Pull every line containing "jsonwebtoken" from the entries.

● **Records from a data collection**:
• • • •

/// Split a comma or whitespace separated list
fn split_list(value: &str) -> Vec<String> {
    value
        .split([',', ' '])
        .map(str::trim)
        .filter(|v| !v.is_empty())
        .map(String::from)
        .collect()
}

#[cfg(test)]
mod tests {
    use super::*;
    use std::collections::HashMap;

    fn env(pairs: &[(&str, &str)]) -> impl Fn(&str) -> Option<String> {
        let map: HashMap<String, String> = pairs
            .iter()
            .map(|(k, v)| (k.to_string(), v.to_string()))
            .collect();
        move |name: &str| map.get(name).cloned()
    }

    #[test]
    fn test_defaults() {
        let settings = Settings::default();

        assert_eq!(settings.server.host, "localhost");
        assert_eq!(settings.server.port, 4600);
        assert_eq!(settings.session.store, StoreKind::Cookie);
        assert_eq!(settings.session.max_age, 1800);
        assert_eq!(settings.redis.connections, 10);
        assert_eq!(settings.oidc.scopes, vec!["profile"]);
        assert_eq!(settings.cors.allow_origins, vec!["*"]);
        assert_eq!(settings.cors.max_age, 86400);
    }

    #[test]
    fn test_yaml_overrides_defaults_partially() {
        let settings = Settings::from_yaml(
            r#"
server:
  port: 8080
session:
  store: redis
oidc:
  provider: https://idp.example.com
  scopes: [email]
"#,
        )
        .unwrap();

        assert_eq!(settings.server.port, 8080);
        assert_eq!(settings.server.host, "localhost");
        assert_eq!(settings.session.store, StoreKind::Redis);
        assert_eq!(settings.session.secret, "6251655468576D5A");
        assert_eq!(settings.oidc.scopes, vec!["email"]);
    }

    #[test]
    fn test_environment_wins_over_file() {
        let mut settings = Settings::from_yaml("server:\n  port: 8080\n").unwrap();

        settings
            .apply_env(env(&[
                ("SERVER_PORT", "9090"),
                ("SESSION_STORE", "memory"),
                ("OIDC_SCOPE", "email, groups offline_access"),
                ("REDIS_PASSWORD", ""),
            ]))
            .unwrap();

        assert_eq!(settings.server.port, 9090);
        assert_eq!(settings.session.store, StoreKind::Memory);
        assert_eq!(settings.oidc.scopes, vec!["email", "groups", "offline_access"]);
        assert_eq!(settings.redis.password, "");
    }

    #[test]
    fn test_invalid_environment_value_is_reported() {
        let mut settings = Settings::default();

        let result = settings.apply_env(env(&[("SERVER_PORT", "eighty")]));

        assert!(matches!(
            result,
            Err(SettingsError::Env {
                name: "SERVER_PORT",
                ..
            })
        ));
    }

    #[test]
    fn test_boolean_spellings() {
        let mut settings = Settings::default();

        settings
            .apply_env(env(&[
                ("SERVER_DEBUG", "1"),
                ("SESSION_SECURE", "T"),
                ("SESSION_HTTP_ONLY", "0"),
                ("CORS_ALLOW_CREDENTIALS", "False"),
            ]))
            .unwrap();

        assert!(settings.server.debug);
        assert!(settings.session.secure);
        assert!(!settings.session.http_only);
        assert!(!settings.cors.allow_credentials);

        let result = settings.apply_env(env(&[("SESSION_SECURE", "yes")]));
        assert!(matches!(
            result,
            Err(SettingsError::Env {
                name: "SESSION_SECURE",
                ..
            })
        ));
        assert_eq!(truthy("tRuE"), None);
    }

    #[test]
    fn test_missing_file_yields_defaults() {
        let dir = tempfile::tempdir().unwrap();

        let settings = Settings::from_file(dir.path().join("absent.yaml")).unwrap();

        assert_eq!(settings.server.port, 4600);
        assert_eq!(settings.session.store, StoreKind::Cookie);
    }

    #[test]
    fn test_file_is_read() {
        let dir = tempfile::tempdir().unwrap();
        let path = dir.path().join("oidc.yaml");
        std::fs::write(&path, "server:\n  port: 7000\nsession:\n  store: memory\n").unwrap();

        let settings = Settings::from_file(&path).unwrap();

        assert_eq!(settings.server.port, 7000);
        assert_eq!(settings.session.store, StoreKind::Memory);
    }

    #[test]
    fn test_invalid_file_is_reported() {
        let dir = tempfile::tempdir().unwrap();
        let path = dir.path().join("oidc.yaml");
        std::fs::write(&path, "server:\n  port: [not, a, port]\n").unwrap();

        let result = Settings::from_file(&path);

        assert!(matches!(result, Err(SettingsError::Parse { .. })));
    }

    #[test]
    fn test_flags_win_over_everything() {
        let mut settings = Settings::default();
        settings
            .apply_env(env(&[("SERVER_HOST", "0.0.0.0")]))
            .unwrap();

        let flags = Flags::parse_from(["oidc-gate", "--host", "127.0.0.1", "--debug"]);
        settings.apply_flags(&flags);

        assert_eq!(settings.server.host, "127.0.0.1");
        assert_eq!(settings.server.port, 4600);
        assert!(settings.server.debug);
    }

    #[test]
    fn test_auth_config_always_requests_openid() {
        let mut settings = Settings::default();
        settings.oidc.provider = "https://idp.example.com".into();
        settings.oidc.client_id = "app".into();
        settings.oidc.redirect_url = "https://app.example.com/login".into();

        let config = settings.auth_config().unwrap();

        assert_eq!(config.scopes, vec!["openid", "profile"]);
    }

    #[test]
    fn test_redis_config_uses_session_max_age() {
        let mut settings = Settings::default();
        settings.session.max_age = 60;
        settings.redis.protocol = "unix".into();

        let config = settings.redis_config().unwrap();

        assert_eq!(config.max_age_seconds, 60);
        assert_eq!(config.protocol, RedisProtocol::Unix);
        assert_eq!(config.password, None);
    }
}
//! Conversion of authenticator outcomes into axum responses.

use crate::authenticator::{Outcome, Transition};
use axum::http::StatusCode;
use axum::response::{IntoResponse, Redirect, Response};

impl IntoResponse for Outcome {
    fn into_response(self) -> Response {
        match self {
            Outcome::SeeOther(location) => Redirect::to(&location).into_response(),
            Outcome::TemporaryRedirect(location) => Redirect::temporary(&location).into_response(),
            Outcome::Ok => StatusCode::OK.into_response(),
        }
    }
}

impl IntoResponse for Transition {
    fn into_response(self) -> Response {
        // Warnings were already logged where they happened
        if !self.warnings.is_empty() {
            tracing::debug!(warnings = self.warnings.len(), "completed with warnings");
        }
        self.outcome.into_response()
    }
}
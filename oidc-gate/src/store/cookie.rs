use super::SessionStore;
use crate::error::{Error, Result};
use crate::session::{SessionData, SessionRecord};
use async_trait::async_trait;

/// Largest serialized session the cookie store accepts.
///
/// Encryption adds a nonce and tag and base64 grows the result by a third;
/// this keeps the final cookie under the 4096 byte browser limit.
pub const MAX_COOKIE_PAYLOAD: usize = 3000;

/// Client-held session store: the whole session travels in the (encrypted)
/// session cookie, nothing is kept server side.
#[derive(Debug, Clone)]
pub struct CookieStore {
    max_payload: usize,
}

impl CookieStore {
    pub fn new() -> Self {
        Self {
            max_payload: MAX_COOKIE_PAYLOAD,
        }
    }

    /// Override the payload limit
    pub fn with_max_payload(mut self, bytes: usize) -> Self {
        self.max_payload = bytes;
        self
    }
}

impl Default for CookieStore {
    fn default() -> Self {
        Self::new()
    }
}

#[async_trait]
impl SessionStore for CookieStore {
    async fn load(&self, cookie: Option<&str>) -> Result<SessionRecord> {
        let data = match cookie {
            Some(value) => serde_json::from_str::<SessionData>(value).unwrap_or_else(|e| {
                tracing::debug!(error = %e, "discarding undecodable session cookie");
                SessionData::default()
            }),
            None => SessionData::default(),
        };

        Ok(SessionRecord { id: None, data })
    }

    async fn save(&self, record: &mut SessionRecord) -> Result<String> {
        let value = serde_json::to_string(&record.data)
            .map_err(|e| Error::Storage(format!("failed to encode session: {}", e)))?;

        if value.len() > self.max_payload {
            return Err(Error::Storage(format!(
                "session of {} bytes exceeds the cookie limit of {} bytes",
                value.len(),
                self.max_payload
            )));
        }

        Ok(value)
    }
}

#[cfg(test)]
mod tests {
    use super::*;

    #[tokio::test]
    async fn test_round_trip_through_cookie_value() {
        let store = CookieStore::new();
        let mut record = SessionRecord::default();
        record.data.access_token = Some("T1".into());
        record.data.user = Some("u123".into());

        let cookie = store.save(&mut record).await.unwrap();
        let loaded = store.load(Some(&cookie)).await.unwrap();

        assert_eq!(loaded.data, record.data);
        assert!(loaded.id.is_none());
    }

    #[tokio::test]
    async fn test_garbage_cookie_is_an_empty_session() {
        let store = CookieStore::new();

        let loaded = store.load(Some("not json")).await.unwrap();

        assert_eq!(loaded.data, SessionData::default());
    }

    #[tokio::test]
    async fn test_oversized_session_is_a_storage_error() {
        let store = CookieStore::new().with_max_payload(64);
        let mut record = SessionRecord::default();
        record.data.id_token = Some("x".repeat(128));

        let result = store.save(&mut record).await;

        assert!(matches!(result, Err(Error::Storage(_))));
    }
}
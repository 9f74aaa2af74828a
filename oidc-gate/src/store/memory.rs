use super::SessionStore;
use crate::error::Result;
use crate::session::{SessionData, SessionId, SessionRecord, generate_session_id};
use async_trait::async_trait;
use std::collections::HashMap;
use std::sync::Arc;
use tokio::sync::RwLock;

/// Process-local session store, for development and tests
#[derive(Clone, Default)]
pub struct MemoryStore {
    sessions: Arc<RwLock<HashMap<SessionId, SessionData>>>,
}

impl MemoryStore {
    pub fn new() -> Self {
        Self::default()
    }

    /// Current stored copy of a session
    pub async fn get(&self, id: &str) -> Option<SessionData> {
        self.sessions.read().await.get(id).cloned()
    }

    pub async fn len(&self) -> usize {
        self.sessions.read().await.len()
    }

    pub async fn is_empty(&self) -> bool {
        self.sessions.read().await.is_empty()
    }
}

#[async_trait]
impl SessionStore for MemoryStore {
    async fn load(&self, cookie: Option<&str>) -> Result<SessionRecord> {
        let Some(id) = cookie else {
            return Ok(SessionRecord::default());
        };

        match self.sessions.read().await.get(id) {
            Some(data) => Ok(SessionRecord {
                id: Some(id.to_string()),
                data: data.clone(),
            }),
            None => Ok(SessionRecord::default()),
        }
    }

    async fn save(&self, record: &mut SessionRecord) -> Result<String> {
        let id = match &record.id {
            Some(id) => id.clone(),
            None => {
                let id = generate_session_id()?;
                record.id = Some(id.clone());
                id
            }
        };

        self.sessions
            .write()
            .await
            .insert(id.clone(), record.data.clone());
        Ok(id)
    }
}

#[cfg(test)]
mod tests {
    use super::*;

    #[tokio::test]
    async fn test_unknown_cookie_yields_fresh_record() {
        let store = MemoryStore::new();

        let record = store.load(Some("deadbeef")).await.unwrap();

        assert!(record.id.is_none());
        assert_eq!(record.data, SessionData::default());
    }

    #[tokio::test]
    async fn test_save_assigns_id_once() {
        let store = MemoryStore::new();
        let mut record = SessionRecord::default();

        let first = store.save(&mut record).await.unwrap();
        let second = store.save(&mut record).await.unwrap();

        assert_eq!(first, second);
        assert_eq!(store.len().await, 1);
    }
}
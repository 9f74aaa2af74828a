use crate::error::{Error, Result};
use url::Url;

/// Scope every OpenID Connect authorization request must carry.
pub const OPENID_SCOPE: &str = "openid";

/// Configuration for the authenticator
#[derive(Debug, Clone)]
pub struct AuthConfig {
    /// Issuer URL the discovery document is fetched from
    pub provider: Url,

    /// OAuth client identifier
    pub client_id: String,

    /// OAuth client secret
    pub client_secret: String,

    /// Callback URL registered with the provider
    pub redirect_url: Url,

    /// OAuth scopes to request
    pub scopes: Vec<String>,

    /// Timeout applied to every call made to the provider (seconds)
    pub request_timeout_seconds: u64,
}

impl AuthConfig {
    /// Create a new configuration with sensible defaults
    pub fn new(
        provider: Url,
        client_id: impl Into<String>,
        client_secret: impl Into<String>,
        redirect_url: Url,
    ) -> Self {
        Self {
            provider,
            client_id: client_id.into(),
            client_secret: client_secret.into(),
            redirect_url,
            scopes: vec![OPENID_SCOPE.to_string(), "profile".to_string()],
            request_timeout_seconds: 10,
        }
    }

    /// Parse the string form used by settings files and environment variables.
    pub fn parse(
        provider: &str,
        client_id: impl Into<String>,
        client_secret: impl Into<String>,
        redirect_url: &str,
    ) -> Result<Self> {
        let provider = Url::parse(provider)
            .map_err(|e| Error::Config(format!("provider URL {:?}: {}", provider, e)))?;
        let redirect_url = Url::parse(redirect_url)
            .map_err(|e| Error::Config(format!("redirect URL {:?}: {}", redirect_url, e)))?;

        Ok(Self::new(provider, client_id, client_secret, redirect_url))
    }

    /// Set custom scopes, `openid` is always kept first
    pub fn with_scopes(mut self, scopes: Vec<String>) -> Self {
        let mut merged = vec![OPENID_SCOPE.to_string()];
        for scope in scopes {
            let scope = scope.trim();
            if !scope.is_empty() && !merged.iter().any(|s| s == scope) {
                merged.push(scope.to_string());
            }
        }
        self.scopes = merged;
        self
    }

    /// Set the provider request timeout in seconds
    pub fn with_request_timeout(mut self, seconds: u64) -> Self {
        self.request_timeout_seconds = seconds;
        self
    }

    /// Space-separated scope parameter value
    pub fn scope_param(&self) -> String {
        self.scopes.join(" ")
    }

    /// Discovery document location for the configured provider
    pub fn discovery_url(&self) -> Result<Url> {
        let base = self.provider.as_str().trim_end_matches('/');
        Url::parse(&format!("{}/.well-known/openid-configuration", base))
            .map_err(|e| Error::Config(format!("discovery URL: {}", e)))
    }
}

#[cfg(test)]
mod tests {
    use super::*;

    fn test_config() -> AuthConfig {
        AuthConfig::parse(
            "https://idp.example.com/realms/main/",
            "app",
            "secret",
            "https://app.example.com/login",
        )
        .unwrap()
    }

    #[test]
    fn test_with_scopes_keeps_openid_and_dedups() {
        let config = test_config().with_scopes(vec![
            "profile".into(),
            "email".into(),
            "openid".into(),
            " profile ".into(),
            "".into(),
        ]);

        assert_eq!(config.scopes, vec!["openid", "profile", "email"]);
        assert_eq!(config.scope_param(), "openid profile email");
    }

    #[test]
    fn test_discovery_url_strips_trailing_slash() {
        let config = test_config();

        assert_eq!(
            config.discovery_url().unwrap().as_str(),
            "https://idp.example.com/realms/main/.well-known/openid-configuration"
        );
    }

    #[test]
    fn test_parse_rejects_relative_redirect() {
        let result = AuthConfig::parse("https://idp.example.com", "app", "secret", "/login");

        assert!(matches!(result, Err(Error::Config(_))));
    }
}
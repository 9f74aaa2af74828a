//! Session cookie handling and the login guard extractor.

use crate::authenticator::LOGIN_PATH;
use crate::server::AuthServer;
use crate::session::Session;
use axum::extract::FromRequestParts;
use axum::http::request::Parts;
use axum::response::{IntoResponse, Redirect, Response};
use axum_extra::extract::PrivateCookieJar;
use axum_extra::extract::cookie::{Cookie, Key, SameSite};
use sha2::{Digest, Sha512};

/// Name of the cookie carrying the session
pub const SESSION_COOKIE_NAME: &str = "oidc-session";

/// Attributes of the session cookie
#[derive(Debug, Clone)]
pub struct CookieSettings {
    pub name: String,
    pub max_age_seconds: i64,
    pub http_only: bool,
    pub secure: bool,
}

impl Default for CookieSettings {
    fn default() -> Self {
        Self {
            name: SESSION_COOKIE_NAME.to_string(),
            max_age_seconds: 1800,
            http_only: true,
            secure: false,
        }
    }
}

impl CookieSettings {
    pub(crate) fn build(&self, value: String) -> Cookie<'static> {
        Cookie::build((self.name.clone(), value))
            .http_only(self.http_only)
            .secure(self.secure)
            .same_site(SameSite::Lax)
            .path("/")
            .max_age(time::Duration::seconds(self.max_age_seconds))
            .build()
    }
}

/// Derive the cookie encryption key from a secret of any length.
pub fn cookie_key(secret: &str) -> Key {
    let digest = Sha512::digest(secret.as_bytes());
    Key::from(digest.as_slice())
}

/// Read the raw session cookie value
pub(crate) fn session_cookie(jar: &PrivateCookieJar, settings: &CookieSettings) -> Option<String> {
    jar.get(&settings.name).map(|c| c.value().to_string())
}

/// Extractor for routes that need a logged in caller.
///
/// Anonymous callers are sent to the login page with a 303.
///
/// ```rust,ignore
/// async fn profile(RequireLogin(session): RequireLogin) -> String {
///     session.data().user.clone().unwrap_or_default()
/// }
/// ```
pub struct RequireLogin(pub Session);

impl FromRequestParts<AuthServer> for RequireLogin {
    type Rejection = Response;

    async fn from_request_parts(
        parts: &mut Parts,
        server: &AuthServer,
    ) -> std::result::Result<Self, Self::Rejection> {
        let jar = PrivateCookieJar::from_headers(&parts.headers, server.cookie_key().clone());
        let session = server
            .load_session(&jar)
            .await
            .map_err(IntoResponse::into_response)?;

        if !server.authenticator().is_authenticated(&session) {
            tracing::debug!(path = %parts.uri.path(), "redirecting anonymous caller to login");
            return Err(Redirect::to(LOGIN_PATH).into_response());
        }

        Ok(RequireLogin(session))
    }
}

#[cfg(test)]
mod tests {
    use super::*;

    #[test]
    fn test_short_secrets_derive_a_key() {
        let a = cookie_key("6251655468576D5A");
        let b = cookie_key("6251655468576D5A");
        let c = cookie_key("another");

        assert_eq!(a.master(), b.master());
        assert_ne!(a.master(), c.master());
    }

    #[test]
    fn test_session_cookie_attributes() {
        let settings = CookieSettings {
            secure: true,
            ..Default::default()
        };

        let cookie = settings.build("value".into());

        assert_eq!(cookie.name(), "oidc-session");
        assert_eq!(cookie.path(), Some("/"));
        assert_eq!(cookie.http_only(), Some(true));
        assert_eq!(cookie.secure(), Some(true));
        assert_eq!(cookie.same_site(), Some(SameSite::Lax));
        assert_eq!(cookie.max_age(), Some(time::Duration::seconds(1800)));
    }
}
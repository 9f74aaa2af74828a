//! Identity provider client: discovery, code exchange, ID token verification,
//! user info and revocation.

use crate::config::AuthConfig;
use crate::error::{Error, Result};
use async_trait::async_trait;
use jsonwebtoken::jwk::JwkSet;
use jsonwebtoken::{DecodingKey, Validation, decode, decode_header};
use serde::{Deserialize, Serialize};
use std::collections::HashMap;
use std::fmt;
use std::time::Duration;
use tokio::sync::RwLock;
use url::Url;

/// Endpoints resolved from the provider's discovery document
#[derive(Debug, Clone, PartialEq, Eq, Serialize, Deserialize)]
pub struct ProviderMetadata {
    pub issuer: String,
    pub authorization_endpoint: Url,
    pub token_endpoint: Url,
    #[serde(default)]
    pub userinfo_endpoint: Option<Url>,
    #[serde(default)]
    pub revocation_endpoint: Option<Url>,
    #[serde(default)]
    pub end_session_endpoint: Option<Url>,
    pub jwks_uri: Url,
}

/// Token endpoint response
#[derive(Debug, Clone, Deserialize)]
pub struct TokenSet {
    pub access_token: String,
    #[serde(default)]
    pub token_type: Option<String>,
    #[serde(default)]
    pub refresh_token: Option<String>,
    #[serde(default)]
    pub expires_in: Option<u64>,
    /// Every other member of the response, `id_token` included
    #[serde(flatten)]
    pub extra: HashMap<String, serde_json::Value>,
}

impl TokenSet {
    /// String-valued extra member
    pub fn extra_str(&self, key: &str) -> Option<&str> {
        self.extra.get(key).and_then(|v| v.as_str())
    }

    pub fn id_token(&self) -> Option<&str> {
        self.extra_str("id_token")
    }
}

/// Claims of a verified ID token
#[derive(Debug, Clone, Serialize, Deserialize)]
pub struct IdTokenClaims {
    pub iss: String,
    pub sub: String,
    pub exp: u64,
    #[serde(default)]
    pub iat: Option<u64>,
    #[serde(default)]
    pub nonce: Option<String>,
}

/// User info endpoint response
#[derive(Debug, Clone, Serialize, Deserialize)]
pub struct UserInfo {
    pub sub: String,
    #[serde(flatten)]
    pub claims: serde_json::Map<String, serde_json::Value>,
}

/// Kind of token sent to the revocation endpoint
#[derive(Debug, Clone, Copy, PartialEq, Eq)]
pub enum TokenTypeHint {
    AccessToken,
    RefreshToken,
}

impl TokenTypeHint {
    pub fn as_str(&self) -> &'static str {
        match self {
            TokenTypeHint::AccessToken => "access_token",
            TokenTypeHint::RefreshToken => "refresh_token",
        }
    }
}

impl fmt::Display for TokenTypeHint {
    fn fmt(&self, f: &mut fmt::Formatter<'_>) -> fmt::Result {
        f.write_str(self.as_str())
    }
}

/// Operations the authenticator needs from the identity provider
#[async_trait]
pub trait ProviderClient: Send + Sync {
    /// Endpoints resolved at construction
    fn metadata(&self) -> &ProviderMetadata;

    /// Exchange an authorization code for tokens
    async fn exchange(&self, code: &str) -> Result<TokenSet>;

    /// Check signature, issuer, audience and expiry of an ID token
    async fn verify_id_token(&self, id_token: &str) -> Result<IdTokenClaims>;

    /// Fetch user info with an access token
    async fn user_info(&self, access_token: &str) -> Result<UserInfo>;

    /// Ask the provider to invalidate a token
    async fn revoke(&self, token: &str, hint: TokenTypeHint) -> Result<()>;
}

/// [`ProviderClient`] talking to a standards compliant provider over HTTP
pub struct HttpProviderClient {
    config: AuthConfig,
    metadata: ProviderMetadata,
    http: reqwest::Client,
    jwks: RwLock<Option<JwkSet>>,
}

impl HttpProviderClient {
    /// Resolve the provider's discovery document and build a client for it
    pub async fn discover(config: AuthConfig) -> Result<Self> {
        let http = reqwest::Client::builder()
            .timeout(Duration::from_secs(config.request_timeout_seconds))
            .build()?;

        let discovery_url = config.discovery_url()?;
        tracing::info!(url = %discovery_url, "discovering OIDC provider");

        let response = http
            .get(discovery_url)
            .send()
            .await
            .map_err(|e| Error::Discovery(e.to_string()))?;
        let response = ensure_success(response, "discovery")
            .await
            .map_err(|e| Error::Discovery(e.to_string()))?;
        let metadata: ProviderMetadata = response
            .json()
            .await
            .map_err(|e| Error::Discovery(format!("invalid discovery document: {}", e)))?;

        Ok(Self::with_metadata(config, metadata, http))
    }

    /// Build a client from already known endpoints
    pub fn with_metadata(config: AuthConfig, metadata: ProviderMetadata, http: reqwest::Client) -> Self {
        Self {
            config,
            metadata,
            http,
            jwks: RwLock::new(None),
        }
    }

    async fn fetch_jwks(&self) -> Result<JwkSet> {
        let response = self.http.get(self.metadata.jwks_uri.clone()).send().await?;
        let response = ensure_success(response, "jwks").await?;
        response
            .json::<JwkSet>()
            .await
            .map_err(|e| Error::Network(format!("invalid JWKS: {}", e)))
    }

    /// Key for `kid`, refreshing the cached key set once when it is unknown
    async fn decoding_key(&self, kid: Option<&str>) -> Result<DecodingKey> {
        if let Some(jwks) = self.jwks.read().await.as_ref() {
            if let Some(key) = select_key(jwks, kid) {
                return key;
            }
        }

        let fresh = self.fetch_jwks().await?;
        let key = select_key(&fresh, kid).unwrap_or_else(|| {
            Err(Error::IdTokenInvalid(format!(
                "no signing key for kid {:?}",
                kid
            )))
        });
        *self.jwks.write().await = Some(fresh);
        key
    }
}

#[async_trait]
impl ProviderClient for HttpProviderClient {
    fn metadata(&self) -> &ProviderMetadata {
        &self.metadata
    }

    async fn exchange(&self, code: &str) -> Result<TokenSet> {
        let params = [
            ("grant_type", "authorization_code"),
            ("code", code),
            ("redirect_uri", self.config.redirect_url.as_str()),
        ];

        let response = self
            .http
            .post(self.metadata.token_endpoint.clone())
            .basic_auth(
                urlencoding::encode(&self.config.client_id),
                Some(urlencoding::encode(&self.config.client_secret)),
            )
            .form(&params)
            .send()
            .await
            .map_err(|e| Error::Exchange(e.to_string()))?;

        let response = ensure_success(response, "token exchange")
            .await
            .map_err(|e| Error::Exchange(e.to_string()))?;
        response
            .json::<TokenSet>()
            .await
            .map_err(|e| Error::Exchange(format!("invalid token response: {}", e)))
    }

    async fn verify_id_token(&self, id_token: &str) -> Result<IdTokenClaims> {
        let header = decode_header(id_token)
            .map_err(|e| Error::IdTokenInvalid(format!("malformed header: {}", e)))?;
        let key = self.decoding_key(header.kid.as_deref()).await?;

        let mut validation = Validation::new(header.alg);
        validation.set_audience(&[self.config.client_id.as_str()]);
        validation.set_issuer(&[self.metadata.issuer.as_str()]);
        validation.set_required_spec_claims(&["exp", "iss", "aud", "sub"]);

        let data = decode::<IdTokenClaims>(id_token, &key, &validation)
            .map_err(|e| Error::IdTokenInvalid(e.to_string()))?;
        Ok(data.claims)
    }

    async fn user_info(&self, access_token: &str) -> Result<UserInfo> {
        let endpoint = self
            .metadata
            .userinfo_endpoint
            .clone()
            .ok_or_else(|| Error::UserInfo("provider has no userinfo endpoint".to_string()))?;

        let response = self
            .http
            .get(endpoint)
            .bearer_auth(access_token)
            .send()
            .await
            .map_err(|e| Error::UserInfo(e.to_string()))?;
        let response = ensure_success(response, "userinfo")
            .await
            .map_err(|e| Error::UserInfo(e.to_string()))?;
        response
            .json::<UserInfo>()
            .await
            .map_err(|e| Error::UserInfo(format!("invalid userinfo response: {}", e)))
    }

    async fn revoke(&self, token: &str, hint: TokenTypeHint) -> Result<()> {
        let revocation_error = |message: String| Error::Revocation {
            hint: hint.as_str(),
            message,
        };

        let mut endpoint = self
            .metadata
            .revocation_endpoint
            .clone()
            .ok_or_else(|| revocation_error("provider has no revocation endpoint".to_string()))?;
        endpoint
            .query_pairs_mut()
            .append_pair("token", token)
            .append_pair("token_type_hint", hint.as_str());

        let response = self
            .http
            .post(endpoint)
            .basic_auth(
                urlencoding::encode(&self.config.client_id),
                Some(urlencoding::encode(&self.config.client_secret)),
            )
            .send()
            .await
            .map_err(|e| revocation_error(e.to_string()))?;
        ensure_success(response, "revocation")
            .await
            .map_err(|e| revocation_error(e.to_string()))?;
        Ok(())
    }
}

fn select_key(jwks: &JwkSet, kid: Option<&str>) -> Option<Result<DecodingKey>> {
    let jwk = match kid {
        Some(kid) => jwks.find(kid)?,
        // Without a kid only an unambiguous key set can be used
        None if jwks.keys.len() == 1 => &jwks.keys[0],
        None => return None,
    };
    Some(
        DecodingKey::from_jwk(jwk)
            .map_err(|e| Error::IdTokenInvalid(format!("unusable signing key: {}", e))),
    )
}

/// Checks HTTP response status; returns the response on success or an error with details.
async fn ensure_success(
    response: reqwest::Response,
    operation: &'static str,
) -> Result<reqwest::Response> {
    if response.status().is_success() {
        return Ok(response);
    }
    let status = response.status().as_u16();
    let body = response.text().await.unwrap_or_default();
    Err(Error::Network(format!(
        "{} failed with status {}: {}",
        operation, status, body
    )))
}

• • • •

● **TASK ANSWER**:
use jsonwebtoken::jwk::JwkSet;
use jsonwebtoken::{DecodingKey, Validation, decode, decode_header};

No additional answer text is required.